Inspiration

What it does

How we built it

Challenges we ran into

Accomplishments that we're proud of

What we learned

What's next for Splunk IR Triage Agent

Inspiration

Traditional SOAR systems run static playbooks: alert -> predefined steps -> action. They handle known patterns well but break on alert variants, multi-stage incidents that need entity context, and ambiguous alerts where "investigate vs suppress" is a judgment call.

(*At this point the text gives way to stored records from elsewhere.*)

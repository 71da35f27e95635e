use thiserror::Error;

/// Errors raised while scanning a C header.
#[derive(Debug, Error, PartialEq, Eq)]
pub enum ParseError {
    /// A `/* ... */` comment or string literal runs past the end of the file.
    #[error("line {line}: unterminated {what}")]
    Unterminated { line: usize, what: &'static str },

    /// A closing delimiter without an opener, or an opener never closed.
    #[error("line {line}: unbalanced '{delimiter}'")]
    Unbalanced { line: usize, delimiter: char },

    /// `#else`/`#endif` without a matching `#if`.
    #[error("line {line}: '#{directive}' without matching '#if'")]
    StrayConditional { line: usize, directive: String },

    /// A function-like `#define` whose parameter list does not parse.
    #[error("line {line}: malformed macro parameters for '{name}'")]
    MalformedMacro { line: usize, name: String },

    /// A `static` or inline function whose name cannot be found.
    #[error("line {line}: cannot find the name of a local function")]
    UnnamedFunction { line: usize },
}
fn split_top_level<'t>(tokens: &'t [Token], separator: &str) -> Vec<&'t [Token]> {
    let mut groups = Vec::new();
    let mut depth = 0usize;
    let mut start = 0;
    for (idx, tok) in tokens.iter().enumerate() {
        match tok.text.as_str() {
            "(" | "[" | "{" => depth += 1,
            ")" | "]" | "}" => depth = depth.saturating_sub(1),
            s if depth == 0 && s == separator => {
                groups.push(&tokens[start..idx]);
                start = idx + 1;
            }
            _ => {}
        }
    }
    groups.push(&tokens[start..]);
    groups
}

/* Drop attributes, attribute macros and linkage strings (`extern "C"`) */
fn strip_decorations(tokens: &[Token], options: &ScanOptions) -> Vec<Token> {
    let mut out = Vec::with_capacity(tokens.len());
    let mut idx = 0;
    while idx < tokens.len() {
        let tok = &tokens[idx];
        let decoration = tok.is_ident()
            && (ATTRIBUTE_WORDS.contains(&tok.text.as_str())
                || options.attribute_macros.iter().any(|m| *m == tok.text));
        if decoration {
            idx += 1;
            if idx < tokens.len() && tokens[idx].is("(") {
                idx = matching(tokens, idx).map(|close| close + 1).unwrap_or(tokens.len());
            }
            continue;
        }
        if tok.kind != TokenKind::Str {
            out.push(tok.clone());
        }
        idx += 1;
    }
    out
}

fn is_extern_c(stmt: &[Token]) -> bool {
    stmt.len() == 2 && stmt[0].is("extern") && stmt[1].kind == TokenKind::Str
}

/* `ret name(params)` with nothing after the parameter list */
fn looks_like_function(stmt: &[Token], options: &ScanOptions) -> bool {
    let toks = strip_decorations(stmt, options);
    if toks.is_empty() || toks[0].is("typedef") || !toks.last().is_some_and(|t| t.is(")")) {
        return false;
    }
    match top_level_position(&toks, "(") {
        Some(open) => open > 0 && toks[open - 1].is_ident(),
        None => false,
    }
}
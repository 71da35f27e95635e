use super::helpers::{format_arg_list, format_param_list};
use crate::signature::PreservedSignature;

/* A preserved signature together with the name it is exported under */
#[derive(Debug, Clone, PartialEq, Eq)]
pub struct Forwarder {
    pub exported_name: String,
    pub signature: PreservedSignature,
}

impl Forwarder {
    pub fn forwards_to(&self) -> &str {
        &self.signature.original_name
    }
}

/// One-line definition whose body is a single call to the primitive.
///
/// The call is the whole body: no checks, conversions or branches, and a
/// `return` exactly when the primitive returns a value.
pub fn emit_forwarder(forwarder: &Forwarder) -> String {
    let sig = &forwarder.signature;
    let call = format!("{}({})", sig.original_name, format_arg_list(&sig.params));
    let body = if sig.returns_void() {
        format!("{};", call)
    } else {
        format!("return {};", call)
    };

    format!(
        "{}{}({}) {{ {} }}\n",
        sig.return_type.return_prefix(),
        forwarder.exported_name,
        format_param_list(&sig.params),
        body
    )
}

When the playbook can't decide, the analyst gets paged on every alert and queue fatigue sets in.

We built an IR triage agent that thinks like a tier-1 SOC analyst, autonomously pulls context from Splunk via MCP, and emits a structured triage card with explicit uncertainty flags. The differentiator is honesty: when data is sparse the agent says so on the card instead of fabricating findings.

What it does

On alert fire:

  1. Receives the alert payload (search name, SID, SPL, matching event fields, time, owner, app).
  2. Autonomously queries the Splunk MCP Server: surrounding events for any host/user/process named in the alert, historical firings of the same alert signature, knowledge-object lookups (saved searches, alerts).
  3. Emits a strict JSON triage card: classification, severity, entity_context, historical_pattern, recommended_action (escalate / contain / investigate / suppress), reasoning, confidence (0.0–1.0), and an explicit uncertainty_flags array.

The discrete recommended_action values mean downstream automation (PagerDuty, ServiceNow, ticketing) can wire the card in without a human pre-filter.

How we built it

  • Splunk Enterprise 10.4.0 running locally (60-day trial).
  • Splunk MCP Server v1.1.3 from Splunkbase (app #7931) — 10 tools at https://<host>:8089/services/mcp: splunk_run_query, splunk_get_indexes, splunk_get_index_info, splunk_get_metadata, splunk_get_knowledge_objects, splunk_run_saved_search, splunk_get_info, splunk_get_user_info, splunk_get_user_list, splunk_get_kv_store_collections.
  • Gemini 2.5 Flash via Vertex AI as the agent brain, using function calling. The agent loop in agent.py dynamically translates MCP tool schemas to Gemini function declarations, so adding new MCP tools requires no code changes.
  • Python 3.11+ for orchestration; direct streamable-HTTP to Splunk's /services/mcp endpoint (no mcp-remote proxy needed).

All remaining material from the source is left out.